Shannon Martinez and Mo Wyse from Smith & Daughters
The same can be said for the team at Yellow. Again, some chefs were concerned that they’d be bored dealing purely with vegetables, but the key to getting them on-board, Wolfers said, was to include them in the menu development process.
“We didn’t lose any staff, which was great. The biggest thing was obviously when we were workshopping dishes we got everyone involved to taste and look at them, just to make everyone feel like they could see why we were doing this, and how it would make the restaurant better and more interesting. That was a big thing – trying to explain to the guys that we’re not going to be doing chickpea burgers. We’re really trying to up the ante.”

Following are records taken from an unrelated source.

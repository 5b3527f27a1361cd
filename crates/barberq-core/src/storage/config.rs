//! Duration rules and shift limits.
//!
//! The serialized shape is the persisted one: camelCase keys,
//! `limits` as a two-element array of `{hour, min, label}`.
//!
//! Loading never fails. Every field missing from the stored document, or
//! holding something that is not a number, is backfilled from the defaults,
//! and the merged result is sanitized (service bases floored at
//! [`MIN_SERVICE_MIN`], seal deltas and warning threshold non-negative,
//! limits clamped to a real clock time).

use serde::{Deserialize, Serialize};
use serde_json::Value;

use crate::error::ConfigError;
use crate::service::{ServiceType, Speed};

/// Floor for every computed or configured service duration.
pub const MIN_SERVICE_MIN: i64 = 5;

/// Bound on every configured minute value, in either direction: one day.
pub const MAX_CONFIG_MIN: i64 = 24 * 60;

/// Base duration per service, in minutes. The composite cut+seal has no entry.
#[derive(Debug, Clone, PartialEq, Eq, Serialize, Deserialize)]
pub struct ServiceBases {
    pub cut: i64,
    pub cut_beard: i64,
    pub cut_beard_seal: i64,
    pub color: i64,
    pub perm: i64,
}

impl ServiceBases {
    /// Base minutes for `service`, `None` for the composite seal type.
    pub fn get(&self, service: ServiceType) -> Option<i64> {
        match service {
            ServiceType::Cut => Some(self.cut),
            ServiceType::CutSeal => None,
            ServiceType::CutBeard => Some(self.cut_beard),
            ServiceType::CutBeardSeal => Some(self.cut_beard_seal),
            ServiceType::Color => Some(self.color),
            ServiceType::Perm => Some(self.perm),
        }
    }

    fn slots_mut(&mut self) -> [(&'static str, &mut i64); 5] {
        [
            ("cut", &mut self.cut),
            ("cut_beard", &mut self.cut_beard),
            ("cut_beard_seal", &mut self.cut_beard_seal),
            ("color", &mut self.color),
            ("perm", &mut self.perm),
        ]
    }
}

/// Extra minutes a seal finish adds to a plain cut, per speed.
#[derive(Debug, Clone, PartialEq, Eq, Serialize, Deserialize)]
pub struct SealDeltas {
    pub fast: i64,
    pub normal: i64,
    pub slow: i64,
}

impl SealDeltas {
    pub fn get(&self, speed: Speed) -> i64 {
        match speed {
            Speed::Fast => self.fast,
            Speed::Normal => self.normal,
            Speed::Slow => self.slow,
        }
    }

    fn slots_mut(&mut self) -> [(&'static str, &mut i64); 3] {
        [
            ("fast", &mut self.fast),
            ("normal", &mut self.normal),
            ("slow", &mut self.slow),
        ]
    }
}

/// A daily cutoff clock time.
#[derive(Debug, Clone, PartialEq, Eq, Serialize, Deserialize)]
pub struct ShiftLimit {
    pub hour: u32,
    pub min: u32,
    #[serde(default)]
    pub label: String,
}

impl ShiftLimit {
    pub fn new(hour: u32, min: u32, label: impl Into<String>) -> Self {
        Self {
            hour,
            min,
            label: label.into(),
        }
    }

    pub fn minutes_of_day(&self) -> u32 {
        self.hour * 60 + self.min
    }
}

/// Scheduling configuration.
#[derive(Debug, Clone, PartialEq, Eq, Serialize, Deserialize)]
#[serde(rename_all = "camelCase")]
pub struct Config {
    pub service_base_min: ServiceBases,
    pub seal_delta_min: SealDeltas,
    pub speed_delta_fast: i64,
    pub speed_delta_slow_short: i64,
    pub speed_delta_slow_long: i64,
    pub yellow_threshold_min: i64,
    pub limits: [ShiftLimit; 2],
}

impl Default for ServiceBases {
    fn default() -> Self {
        Self {
            cut: 30,
            cut_beard: 45,
            cut_beard_seal: 60,
            color: 170,
            perm: 150,
        }
    }
}

impl Default for SealDeltas {
    fn default() -> Self {
        Self {
            fast: 10,
            normal: 15,
            slow: 20,
        }
    }
}

impl Default for Config {
    fn default() -> Self {
        Self {
            service_base_min: ServiceBases::default(),
            seal_delta_min: SealDeltas::default(),
            speed_delta_fast: -5,
            speed_delta_slow_short: 5,
            speed_delta_slow_long: 15,
            yellow_threshold_min: 15,
            limits: [
                ShiftLimit::new(13, 0, "Midday"),
                ShiftLimit::new(22, 0, "Closing"),
            ],
        }
    }
}

/// What happened to a `set` request whose key was valid.
#[derive(Debug, Clone, Copy, PartialEq, Eq)]
pub enum SetOutcome {
    Applied,
    /// Value was not a number; the prior value stays in force.
    Kept,
}

impl Config {
    /// Parse a stored document, falling back to defaults on any problem.
    pub fn from_json_lenient(raw: &str) -> Self {
        match serde_json::from_str::<Value>(raw) {
            Ok(value) => Self::from_value_lenient(&value),
            Err(e) => {
                tracing::warn!(error = %e, "stored config is not valid JSON, using defaults");
                Self::default()
            }
        }
    }

    /// Merge a JSON document over the defaults, field by field.
    pub fn from_value_lenient(value: &Value) -> Self {
        let mut cfg = Self::default();
        let Some(obj) = value.as_object() else {
            tracing::warn!("stored config is not an object, using defaults");
            return cfg;
        };

        if let Some(bases) = obj.get("serviceBaseMin") {
            for (key, slot) in cfg.service_base_min.slots_mut() {
                overlay_i64(slot, bases.get(key));
            }
        }
        if let Some(seal) = obj.get("sealDeltaMin") {
            for (key, slot) in cfg.seal_delta_min.slots_mut() {
                overlay_i64(slot, seal.get(key));
            }
        }
        overlay_i64(&mut cfg.speed_delta_fast, obj.get("speedDeltaFast"));
        overlay_i64(&mut cfg.speed_delta_slow_short, obj.get("speedDeltaSlowShort"));
        overlay_i64(&mut cfg.speed_delta_slow_long, obj.get("speedDeltaSlowLong"));
        overlay_i64(&mut cfg.yellow_threshold_min, obj.get("yellowThresholdMin"));

        if let Some(Value::Array(limits)) = obj.get("limits") {
            for (slot, stored) in cfg.limits.iter_mut().zip(limits.iter()) {
                let mut hour = i64::from(slot.hour);
                let mut min = i64::from(slot.min);
                overlay_i64(&mut hour, stored.get("hour"));
                overlay_i64(&mut min, stored.get("min"));
                slot.hour = hour.clamp(0, 23) as u32;
                slot.min = min.clamp(0, 59) as u32;
                if let Some(Value::String(label)) = stored.get("label") {
                    slot.label = label.clone();
                }
            }
        }

        cfg.sanitize();
        cfg
    }

    /// Enforce the numeric invariants in place.
    ///
    /// Every minute value ends up within one day: bases in
    /// `[MIN_SERVICE_MIN, MAX_CONFIG_MIN]`, seal deltas and the warning
    /// threshold in `[0, MAX_CONFIG_MIN]`, speed deltas in
    /// `[-MAX_CONFIG_MIN, MAX_CONFIG_MIN]`.
    pub fn sanitize(&mut self) {
        for (_, slot) in self.service_base_min.slots_mut() {
            *slot = (*slot).clamp(MIN_SERVICE_MIN, MAX_CONFIG_MIN);
        }
        for (_, slot) in self.seal_delta_min.slots_mut() {
            *slot = (*slot).clamp(0, MAX_CONFIG_MIN);
        }
        for delta in [
            &mut self.speed_delta_fast,
            &mut self.speed_delta_slow_short,
            &mut self.speed_delta_slow_long,
        ] {
            *delta = (*delta).clamp(-MAX_CONFIG_MIN, MAX_CONFIG_MIN);
        }
        self.yellow_threshold_min = self.yellow_threshold_min.clamp(0, MAX_CONFIG_MIN);
        for limit in &mut self.limits {
            limit.hour = limit.hour.min(23);
            limit.min = limit.min.min(59);
        }
    }

    /// Limits ordered earliest first.
    pub fn ordered_limits(&self) -> (&ShiftLimit, &ShiftLimit) {
        let [a, b] = &self.limits;
        if a.minutes_of_day() <= b.minutes_of_day() {
            (a, b)
        } else {
            (b, a)
        }
    }

    fn get_json_value_by_path<'a>(root: &'a Value, key: &str) -> Option<&'a Value> {
        if key.is_empty() {
            return None;
        }

        let mut current = root;
        for part in key.split('.') {
            current = match current {
                Value::Array(items) => items.get(part.parse::<usize>().ok()?)?,
                other => other.get(part)?,
            };
        }
        Some(current)
    }

    fn set_json_value_by_path(
        root: &mut Value,
        key: &str,
        value: &str,
    ) -> Result<SetOutcome, ConfigError> {
        let unknown = || ConfigError::UnknownKey(key.to_string());
        let parts: Vec<&str> = key.split('.').collect();
        let (leaf, parents) = parts.split_last().ok_or_else(unknown)?;
        if leaf.is_empty() {
            return Err(unknown());
        }

        let mut current = root;
        for part in parents {
            current = match current {
                Value::Array(items) => {
                    let idx = part.parse::<usize>().map_err(|_| unknown())?;
                    items.get_mut(idx).ok_or_else(unknown)?
                }
                other => other.get_mut(*part).ok_or_else(unknown)?,
            };
        }

        let obj = current.as_object_mut().ok_or_else(unknown)?;
        let existing = obj.get(*leaf).ok_or_else(unknown)?;

        let new_value = match existing {
            Value::Number(_) => match parse_number(value) {
                Some(n) => Value::Number(n.into()),
                None => {
                    tracing::debug!(key, value, "non-numeric input, keeping prior value");
                    return Ok(SetOutcome::Kept);
                }
            },
            Value::Object(_) | Value::Array(_) => {
                serde_json::from_str(value).map_err(|e| ConfigError::InvalidValue {
                    key: key.to_string(),
                    message: e.to_string(),
                })?
            }
            _ => Value::String(value.into()),
        };

        obj.insert(leaf.to_string(), new_value);
        Ok(SetOutcome::Applied)
    }

    /// Get a config value as string by dot-separated key
    /// (e.g. `serviceBaseMin.color`, `limits.1.hour`).
    pub fn get(&self, key: &str) -> Option<String> {
        let json = serde_json::to_value(self).ok()?;
        let val = Self::get_json_value_by_path(&json, key)?;
        match val {
            Value::String(s) => Some(s.clone()),
            other => Some(other.to_string()),
        }
    }

    /// Set a config value by key.
    ///
    /// A non-numeric value for a numeric field leaves the field unchanged and
    /// reports [`SetOutcome::Kept`]. The result is re-sanitized, so out of
    /// range numbers are clamped rather than rejected.
    ///
    /// # Errors
    ///
    /// Returns [`ConfigError::UnknownKey`] if the key does not name a field,
    /// or [`ConfigError::InvalidValue`] for malformed JSON on an object key.
    pub fn set(&mut self, key: &str, value: &str) -> Result<SetOutcome, ConfigError> {
        let mut json = serde_json::to_value(&*self).map_err(|e| ConfigError::InvalidValue {
            key: key.to_string(),
            message: e.to_string(),
        })?;
        let outcome = Self::set_json_value_by_path(&mut json, key, value)?;
        if outcome == SetOutcome::Applied {
            *self = Self::from_value_lenient(&json);
        }
        Ok(outcome)
    }
}

fn parse_number(raw: &str) -> Option<i64> {
    let raw = raw.trim();
    if let Ok(n) = raw.parse::<i64>() {
        return Some(n);
    }
    raw.parse::<f64>()
        .ok()
        .filter(|f| f.is_finite())
        .map(|f| f.round() as i64)
}

fn overlay_i64(slot: &mut i64, value: Option<&Value>) {
    let parsed = match value {
        Some(Value::Number(n)) => n
            .as_i64()
            .or_else(|| n.as_f64().filter(|f| f.is_finite()).map(|f| f.round() as i64)),
        Some(Value::String(s)) => parse_number(s),
        _ => None,
    };
    if let Some(n) = parsed {
        *slot = n;
    }
}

And it’s not hard to keeps chefs engaged when the ingredients they’re handling are changing all the time. Offering a vegetable-based menu means the chefs at Yellow are – perhaps more than other chefs – at the mercy of the seasons.
“You can’t get certain vegetables at certain times of the year, so it means that the menu changes a lot,” Wolfers said. “You’ve obviously got some vegetables that are available for most of the year, just because of the way Australia is, but most of the time we’ll change two or three dishes every week, on average. We use pretty much all organic vegetables and when it comes to that, especially when you’re using local stuff, at this time of the year what’s available changes a lot.”
Yellow, Potts Point
And it’s not just about the vegetables; it’s about how you can make vegan ingreidents look, taste and behave like flavours derived from animals. That’s what keeps Smith & Daughters’ chef Shannon Martinez inspired. Wyse said that one of the key reasons why Martinez didn’t find her apprenticeship fulfilling was because creativity wasn’t encouraged.
“There wasn’t any variation to the curriculum; you did everything the same way … But to make meat out something that isn’t meat is exciting. To try different methods to make smoked salmon, to make eggs out of not eggs – that’s exciting. That’s something different,” she said.
“When we hire a new chef to work on the team, it’s really funny because there are a lot of people who – out of fear or pride or ignorance – don’t want to cook vegan food. They’re cutting out the thing that’s almost like a crutch to them; it’s what they’re used to and they don’t think there’s any possible way of making plants fun or tasty. But it’s the exact opposite: you have more possibilities. You’re not limited to the five animals that are regularly available to you. You have this entire world of food to make incredible meals out of.”